He keeps honking until the gates groan open, then steers the hovercar around grotesque pillars of junk until he pulls up in front of a rusting trailer. An indescribably dirty, wild-haired mechanic in goggles, a hyde where the motley mongrels in him have mostly shaped his face, while his frame is nearly plud, though short and squat – heavily muscled and clothed only in gray shorts, a shirt that might once have been plaid and laceless boots.   Snarling and cavorting in circles around him are four of his knafes… their bodies are canine, but their faces are almost human, though the sounds which lurch from their mouths are distinctly animal.

Junkyard Tony stops in front of the Chevette, kicks two of the knafes away from a front wheel, and pulls his goggles away from his face to reveal ink-black, hostile eyes.  “Better have money, this time, Rats.”

“Would I have made the trip if I didn’t?”  Rateyes

Rateyes dangles a solcard in front of the junkyard boss, pulls it away as Tony reaches for it and waves it about for a few moments before the dirty dank snatches it.

“All yours,” Rateyes gestures.  “Just lemme meth up or… wanna buy a hovercar?”

Hunnert soys,” Junkyard Tony snaps, over his shoulder.

“See what I mean about no future in thievery?” Rats tells the snakers.  “We’ll pass!” he shouts – his high-pitch voice rising in inflection as well as volume… a screech that could break glass.  Turpin is motivated to cover his ears.

Rats guides the Chevette around more junk to a straightaway, at the end of which looms a dull white starship exhaling frosty little bubbles from its skin, apparantly comprised of living bone.

“What a jammin’ antique,” Broonzy snorts.  “Must be… two centuries old?  Three?  You restoring it for some museum.”

“I'm restoring it for me.”

“Say…” Turpin leans forward to challenge him.

“I own this bird.  Well, almost…” Rateyes allows, “Tony's letting me work on it out here, so long as I keep up the payments. Which I've been able to do, courtesy of Kinkadou!  C’mon!”

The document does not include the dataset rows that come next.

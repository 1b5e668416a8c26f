use std::fmt;
use std::error::Error as StdError;
use serde::{Deserialize, Serialize};

#[derive(Debug, Clone, Serialize, Deserialize, PartialEq, Eq)]
pub enum SnippetError {
    // Configuration errors
    ConfigurationError {
        message: String,
        field: Option<String>,
        suggestion: Option<String>,
    },
    ConfigurationFileError {
        path: String,
        reason: String,
    },

    // File operation errors
    FileOperationError {
        file_path: String,
        operation: String,
        reason: String,
    },

    // Parser errors
    ParseError {
        content_type: String,
        line_number: Option<usize>,
        reason: String,
        context: Option<String>,
    },

    // Validation errors
    ValidationError {
        field: String,
        value: String,
        constraint: String,
        suggestion: Option<String>,
    },

    // Session errors
    Unauthenticated {
        operation: String,
    },

    // Document store errors
    StoreError {
        collection: String,
        document_id: String,
        operation: String,
        reason: String,
    },

    // System errors
    SystemError {
        operation: String,
        reason: String,
    },
}

impl SnippetError {
    pub fn config_error(message: &str, field: Option<&str>, suggestion: Option<&str>) -> Self {
        Self::ConfigurationError {
            message: message.to_string(),
            field: field.map(ToString::to_string),
            suggestion: suggestion.map(ToString::to_string),
        }
    }

    pub fn file_error(file_path: &str, operation: &str, reason: &str) -> Self {
        Self::FileOperationError {
            file_path: file_path.to_string(),
            operation: operation.to_string(),
            reason: reason.to_string(),
        }
    }

    pub fn system_error(operation: &str, reason: &str) -> Self {
        Self::SystemError {
            operation: operation.to_string(),
            reason: reason.to_string(),
        }
    }

    pub fn parse_error(content_type: &str, line_number: Option<usize>, reason: &str, context: Option<&str>) -> Self {
        Self::ParseError {
            content_type: content_type.to_string(),
            line_number,
            reason: reason.to_string(),
            context: context.map(ToString::to_string),
        }
    }

    pub fn validation_error(field: &str, value: &str, constraint: &str, suggestion: Option<&str>) -> Self {
        Self::ValidationError {
            field: field.to_string(),
            value: value.to_string(),
            constraint: constraint.to_string(),
            suggestion: suggestion.map(ToString::to_string),
        }
    }

    pub fn unauthenticated(operation: &str) -> Self {
        Self::Unauthenticated {
            operation: operation.to_string(),
        }
    }

    pub fn store_error(collection: &str, document_id: &str, operation: &str, reason: &str) -> Self {
        Self::StoreError {
            collection: collection.to_string(),
            document_id: document_id.to_string(),
            operation: operation.to_string(),
            reason: reason.to_string(),
        }
    }

    pub const fn is_recoverable(&self) -> bool {
        match self {
            Self::ValidationError { .. }
            | Self::ConfigurationError { .. }
            | Self::Unauthenticated { .. }
            | Self::StoreError { .. } => true,
            Self::ConfigurationFileError { .. }
            | Self::FileOperationError { .. }
            | Self::ParseError { .. }
            | Self::SystemError { .. } => false,
        }
    }

    pub const fn severity(&self) -> ErrorSeverity {
        match self {
            Self::SystemError { .. } => ErrorSeverity::Critical,
            Self::FileOperationError { .. } | Self::ConfigurationFileError { .. } => ErrorSeverity::High,
            Self::ParseError { .. } | Self::StoreError { .. } => ErrorSeverity::Medium,
            Self::ValidationError { .. } | Self::ConfigurationError { .. } | Self::Unauthenticated { .. } => ErrorSeverity::Low,
        }
    }

    pub fn user_message(&self) -> String {
        match self {
            Self::ConfigurationError { message, field, suggestion } => {
                let mut msg = format!("Configuration Error: {message}");
                if let Some(field) = field {
                    msg.push_str(&format!(" (field: {field})"));
                }
                if let Some(suggestion) = suggestion {
                    msg.push_str(&format!("\n💡 Suggestion: {suggestion}"));
                }
                msg
            }
            Self::ConfigurationFileError { path, reason } => {
                format!("Configuration file error at '{path}': {reason}\n💡 Check file permissions and syntax")
            }
            Self::FileOperationError { file_path, operation, reason } => {
                format!("File operation '{operation}' failed for '{file_path}': {reason}\n💡 Check file permissions and path")
            }
            Self::ParseError { content_type, line_number, reason, context } => {
                let mut msg = format!("Parse error in {content_type}: {reason}");
                if let Some(line) = line_number {
                    msg.push_str(&format!(" (line {line})"));
                }
                if let Some(ctx) = context {
                    msg.push_str(&format!("\nContext: {ctx}"));
                }
                msg
            }
            Self::ValidationError { field, value, constraint, suggestion } => {
                let mut msg = format!("Validation error for field '{field}': value '{value}' violates constraint '{constraint}'");
                if let Some(suggestion) = suggestion {
                    msg.push_str(&format!("\n💡 Suggestion: {suggestion}"));
                }
                msg
            }
            Self::Unauthenticated { operation } => {
                format!("You must be signed in to {operation}\n💡 Run 'snippet-analyzer login --email <address>' first")
            }
            Self::StoreError { collection, document_id, operation, reason } => {
                format!("Document store {operation} failed for '{collection}/{document_id}': {reason}")
            }
            Self::SystemError { operation, reason } => {
                format!("System error during {operation}: {reason}")
            }
        }
    }

    pub fn technical_details(&self) -> String {
        format!("{self:?}")
    }
}

impl fmt::Display for SnippetError {
    fn fmt(&self, f: &mut fmt::Formatter<'_>) -> fmt::Result {
        write!(f, "{}", self.user_message())
    }
}

impl StdError for SnippetError {}

/// Error severity levels
#[derive(Debug, Clone, Copy, PartialEq, Eq, PartialOrd, Ord, Serialize, Deserialize)]
pub enum ErrorSeverity {
    Low,
    Medium,
    High,
    Critical,
}

impl ErrorSeverity {
    pub const fn emoji(self) -> &'static str {
        match self {
            Self::Low => "🟢",
            Self::Medium => "🟡",
            Self::High => "🟠",
            Self::Critical => "🔴",
        }
    }

    pub const fn name(self) -> &'static str {
        match self {
            Self::Low => "LOW",
            Self::Medium => "MEDIUM",
            Self::High => "HIGH",
            Self::Critical => "CRITICAL",
        }
    }
}

/// Result type alias for snippet-analyzer operations
pub type SnippetResult<T> = Result<T, SnippetError>;

/// Error handler for consistent error processing
pub struct ErrorHandler;

impl ErrorHandler {
    /// Log technical details and print the user-facing message
    pub fn handle_error(error: &SnippetError) {
        let severity = error.severity();

        log::error!("[{}] {}", severity.name(), error.technical_details());
        eprintln!("{} {}", severity.emoji(), error.user_message());

        if error.is_recoverable() {
            eprintln!("🔄 Fix the issue above and run the command again");
        }
    }
}

impl From<std::io::Error> for SnippetError {
    fn from(error: std::io::Error) -> Self {
        Self::SystemError {
            operation: "I/O operation".to_string(),
            reason: error.to_string(),
        }
    }
}

impl From<serde_json::Error> for SnippetError {
    fn from(error: serde_json::Error) -> Self {
        Self::ParseError {
            content_type: "JSON".to_string(),
            line_number: Some(error.line()),
            reason: error.to_string(),
            context: None,
        }
    }
}

impl From<toml::de::Error> for SnippetError {
    fn from(error: toml::de::Error) -> Self {
        Self::ParseError {
            content_type: "TOML".to_string(),
            line_number: None,
            reason: error.message().to_string(),
            context: None,
        }
    }
}

impl From<toml::ser::Error> for SnippetError {
    fn from(error: toml::ser::Error) -> Self {
        Self::system_error("TOML serialization", &error.to_string())
    }
}

#[cfg(test)]
mod tests {
    use super::*;

    #[test]
    fn unauthenticated_is_low_severity_and_recoverable() {
        let error = SnippetError::unauthenticated("analyze code");
        assert_eq!(error.severity(), ErrorSeverity::Low);
        assert!(error.is_recoverable());
        assert!(error.user_message().contains("signed in to analyze code"));
    }

    #[test]
    fn json_errors_become_parse_errors() {
        let json_error = serde_json::from_str::<serde_json::Value>("{").unwrap_err();
        let error: SnippetError = json_error.into();
        match error {
            SnippetError::ParseError { content_type, .. } => assert_eq!(content_type, "JSON"),
            other => panic!("unexpected error: {other:?}"),
        }
    }

    #[test]
    fn validation_message_includes_suggestion() {
        let error = SnippetError::validation_error("source_code", "", "must not be empty", Some("Please enter some code to analyze"));
        let message = error.to_string();
        assert!(message.contains("source_code"));
        assert!(message.contains("Please enter some code to analyze"));
    }
}
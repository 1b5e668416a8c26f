use std::error::Error;
use std::fmt;

#[derive(Debug, Clone, PartialEq, Eq)]
pub enum AiProviderError {
    ApiError(String),
    NetworkError(String),
    SerializationError(String),
    AuthenticationError(String),
}

impl AiProviderError {
    /// Bare message without the category prefix.
    pub fn message(&self) -> &str {
        match self {
            Self::ApiError(msg)
            | Self::NetworkError(msg)
            | Self::SerializationError(msg)
            | Self::AuthenticationError(msg) => msg,
        }
    }
}

impl fmt::Display for AiProviderError {
    fn fmt(&self, f: &mut fmt::Formatter) -> fmt::Result {
        match self {
            Self::ApiError(msg) => write!(f, "Gemini API Error: {msg}"),
            Self::NetworkError(msg) => write!(f, "Network Error: {msg}"),
            Self::SerializationError(msg) => write!(f, "Serialization Error: {msg}"),
            Self::AuthenticationError(msg) => write!(f, "Authentication Error: {msg}"),
        }
    }
}

impl Error for AiProviderError {}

And he vaults over the door of the hover the way that wise guys on the Qube do – having yanked an old fashioned carpetbag out from under the seat.  “C’mon!” he urgest Broonzy and Turpin again.

Carefully opening and closing the door, Broonze straightens up to his full height and rubs his eyes in disbelief.  “What a pile of rawth!  You’ve changed my mind… used to think you were a loser, just another down and out. But you ain't! You're a full-fledged nutcase! Makhbool!” he adds, pointing at Rats like a sorcerer hurling his curse.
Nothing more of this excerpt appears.